Stored entries
——————————

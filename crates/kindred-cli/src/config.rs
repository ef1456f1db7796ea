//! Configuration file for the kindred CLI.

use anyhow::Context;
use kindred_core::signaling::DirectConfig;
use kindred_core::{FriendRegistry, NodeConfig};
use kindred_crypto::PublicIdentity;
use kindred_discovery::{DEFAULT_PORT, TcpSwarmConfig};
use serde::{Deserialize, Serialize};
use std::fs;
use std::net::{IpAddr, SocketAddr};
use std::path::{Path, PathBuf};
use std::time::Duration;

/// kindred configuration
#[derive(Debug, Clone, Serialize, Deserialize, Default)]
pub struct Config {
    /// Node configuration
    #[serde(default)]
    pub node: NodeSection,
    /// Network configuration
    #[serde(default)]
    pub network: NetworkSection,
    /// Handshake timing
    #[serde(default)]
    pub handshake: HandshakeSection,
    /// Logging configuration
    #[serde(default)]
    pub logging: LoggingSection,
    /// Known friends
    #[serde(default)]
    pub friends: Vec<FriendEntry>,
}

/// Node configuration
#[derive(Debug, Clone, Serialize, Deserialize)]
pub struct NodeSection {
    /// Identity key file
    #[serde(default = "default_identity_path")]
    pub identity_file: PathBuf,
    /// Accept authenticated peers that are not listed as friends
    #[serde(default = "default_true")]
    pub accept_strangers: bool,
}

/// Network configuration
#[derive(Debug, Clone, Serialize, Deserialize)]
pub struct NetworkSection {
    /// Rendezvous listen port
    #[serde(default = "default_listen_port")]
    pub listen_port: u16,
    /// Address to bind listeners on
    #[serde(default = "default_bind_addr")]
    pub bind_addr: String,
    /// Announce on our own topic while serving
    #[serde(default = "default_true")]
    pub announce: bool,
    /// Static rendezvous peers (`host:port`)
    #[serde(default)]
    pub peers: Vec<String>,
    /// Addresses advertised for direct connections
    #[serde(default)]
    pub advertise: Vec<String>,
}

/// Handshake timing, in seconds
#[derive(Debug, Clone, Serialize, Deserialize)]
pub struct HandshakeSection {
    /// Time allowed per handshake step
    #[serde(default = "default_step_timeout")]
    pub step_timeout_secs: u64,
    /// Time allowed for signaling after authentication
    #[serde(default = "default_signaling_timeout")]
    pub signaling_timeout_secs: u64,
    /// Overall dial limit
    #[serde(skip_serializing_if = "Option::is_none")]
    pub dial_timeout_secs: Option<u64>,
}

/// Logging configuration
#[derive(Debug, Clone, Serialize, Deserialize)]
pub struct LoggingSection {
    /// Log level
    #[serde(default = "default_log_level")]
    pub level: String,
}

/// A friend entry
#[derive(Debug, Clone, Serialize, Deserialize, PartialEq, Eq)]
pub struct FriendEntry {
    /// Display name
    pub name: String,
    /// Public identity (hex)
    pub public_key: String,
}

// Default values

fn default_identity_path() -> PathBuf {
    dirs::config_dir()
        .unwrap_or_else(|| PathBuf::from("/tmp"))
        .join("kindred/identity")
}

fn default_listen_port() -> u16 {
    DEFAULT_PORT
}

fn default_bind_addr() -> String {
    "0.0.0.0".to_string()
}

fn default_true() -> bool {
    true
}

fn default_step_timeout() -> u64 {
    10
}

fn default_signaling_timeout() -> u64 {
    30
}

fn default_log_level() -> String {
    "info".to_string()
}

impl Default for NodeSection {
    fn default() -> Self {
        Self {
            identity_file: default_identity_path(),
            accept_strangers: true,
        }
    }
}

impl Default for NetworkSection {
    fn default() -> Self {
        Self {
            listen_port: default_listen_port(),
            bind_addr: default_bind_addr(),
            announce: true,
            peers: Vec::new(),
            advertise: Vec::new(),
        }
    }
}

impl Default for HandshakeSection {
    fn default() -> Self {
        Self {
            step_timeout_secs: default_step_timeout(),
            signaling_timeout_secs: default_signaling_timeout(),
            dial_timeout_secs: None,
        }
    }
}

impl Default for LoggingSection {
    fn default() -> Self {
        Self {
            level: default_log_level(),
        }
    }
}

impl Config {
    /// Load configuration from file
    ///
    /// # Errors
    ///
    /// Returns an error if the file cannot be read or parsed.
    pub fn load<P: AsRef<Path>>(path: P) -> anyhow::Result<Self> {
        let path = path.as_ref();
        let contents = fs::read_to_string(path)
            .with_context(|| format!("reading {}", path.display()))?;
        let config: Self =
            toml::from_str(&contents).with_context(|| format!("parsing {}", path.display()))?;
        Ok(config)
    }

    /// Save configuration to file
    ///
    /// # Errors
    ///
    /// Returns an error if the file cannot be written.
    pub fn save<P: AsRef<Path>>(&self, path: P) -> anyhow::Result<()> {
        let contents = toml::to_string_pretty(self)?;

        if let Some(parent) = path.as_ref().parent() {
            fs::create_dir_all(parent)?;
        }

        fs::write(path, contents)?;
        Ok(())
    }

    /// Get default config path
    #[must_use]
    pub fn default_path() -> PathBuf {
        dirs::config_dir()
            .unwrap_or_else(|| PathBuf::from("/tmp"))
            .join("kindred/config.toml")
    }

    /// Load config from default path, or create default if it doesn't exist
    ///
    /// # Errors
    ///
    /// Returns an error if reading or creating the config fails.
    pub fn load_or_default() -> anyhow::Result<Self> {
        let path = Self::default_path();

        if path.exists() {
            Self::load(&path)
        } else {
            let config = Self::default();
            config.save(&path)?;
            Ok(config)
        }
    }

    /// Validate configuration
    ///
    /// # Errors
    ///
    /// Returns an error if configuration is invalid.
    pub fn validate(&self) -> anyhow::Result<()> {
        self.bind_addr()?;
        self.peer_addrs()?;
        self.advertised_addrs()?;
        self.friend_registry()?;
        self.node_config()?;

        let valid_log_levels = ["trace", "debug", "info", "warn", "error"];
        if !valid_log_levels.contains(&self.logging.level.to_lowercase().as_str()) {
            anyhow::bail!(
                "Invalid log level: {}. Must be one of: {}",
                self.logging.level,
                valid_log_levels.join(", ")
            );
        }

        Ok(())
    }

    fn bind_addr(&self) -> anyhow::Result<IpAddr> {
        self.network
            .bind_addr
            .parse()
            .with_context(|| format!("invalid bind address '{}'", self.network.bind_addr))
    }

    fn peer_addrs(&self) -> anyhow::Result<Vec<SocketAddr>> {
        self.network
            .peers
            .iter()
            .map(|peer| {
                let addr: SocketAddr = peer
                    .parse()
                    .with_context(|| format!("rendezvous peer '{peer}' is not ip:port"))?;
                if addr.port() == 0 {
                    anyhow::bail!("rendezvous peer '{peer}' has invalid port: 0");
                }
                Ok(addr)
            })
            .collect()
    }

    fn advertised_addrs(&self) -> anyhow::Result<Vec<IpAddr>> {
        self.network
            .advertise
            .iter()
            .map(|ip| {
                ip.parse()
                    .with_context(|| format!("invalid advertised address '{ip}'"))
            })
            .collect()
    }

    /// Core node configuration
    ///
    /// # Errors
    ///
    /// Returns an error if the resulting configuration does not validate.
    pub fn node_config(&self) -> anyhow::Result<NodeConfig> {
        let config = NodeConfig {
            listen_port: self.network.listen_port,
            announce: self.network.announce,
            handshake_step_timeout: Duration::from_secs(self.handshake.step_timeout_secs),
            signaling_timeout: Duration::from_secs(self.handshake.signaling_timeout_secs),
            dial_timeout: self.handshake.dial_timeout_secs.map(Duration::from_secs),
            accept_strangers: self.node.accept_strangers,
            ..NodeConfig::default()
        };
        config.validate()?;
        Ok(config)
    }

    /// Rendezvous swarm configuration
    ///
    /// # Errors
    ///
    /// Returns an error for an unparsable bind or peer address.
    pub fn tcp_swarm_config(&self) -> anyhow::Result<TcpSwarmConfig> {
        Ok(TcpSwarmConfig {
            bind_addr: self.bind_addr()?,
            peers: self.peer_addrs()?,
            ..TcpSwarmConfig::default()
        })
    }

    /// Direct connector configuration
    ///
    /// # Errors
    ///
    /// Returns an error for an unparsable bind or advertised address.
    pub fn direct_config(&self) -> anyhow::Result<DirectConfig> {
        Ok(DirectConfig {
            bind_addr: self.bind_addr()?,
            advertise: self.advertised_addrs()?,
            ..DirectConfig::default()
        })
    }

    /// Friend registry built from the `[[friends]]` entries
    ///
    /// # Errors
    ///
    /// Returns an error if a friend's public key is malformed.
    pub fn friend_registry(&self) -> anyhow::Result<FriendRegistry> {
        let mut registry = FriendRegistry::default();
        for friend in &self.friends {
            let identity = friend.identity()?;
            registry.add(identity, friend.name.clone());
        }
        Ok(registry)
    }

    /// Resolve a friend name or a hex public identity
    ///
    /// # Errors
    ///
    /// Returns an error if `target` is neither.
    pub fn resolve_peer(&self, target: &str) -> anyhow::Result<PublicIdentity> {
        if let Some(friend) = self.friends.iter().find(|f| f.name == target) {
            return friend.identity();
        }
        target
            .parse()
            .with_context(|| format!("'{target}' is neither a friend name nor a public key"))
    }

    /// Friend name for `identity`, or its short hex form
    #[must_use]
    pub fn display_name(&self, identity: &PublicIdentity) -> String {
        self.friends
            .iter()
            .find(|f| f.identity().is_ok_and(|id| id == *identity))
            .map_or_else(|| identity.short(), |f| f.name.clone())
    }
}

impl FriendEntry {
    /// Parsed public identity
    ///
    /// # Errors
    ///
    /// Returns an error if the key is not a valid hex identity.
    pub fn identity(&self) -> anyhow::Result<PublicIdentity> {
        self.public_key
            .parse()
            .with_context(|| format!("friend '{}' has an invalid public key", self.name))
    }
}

——————————

* [Your assignment]:
From the data, pick out every line that includes "join".

* [Answer for this exercise]:
        .join("kindred/identity")
            .join("kindred/config.toml")
                valid_log_levels.join(", ")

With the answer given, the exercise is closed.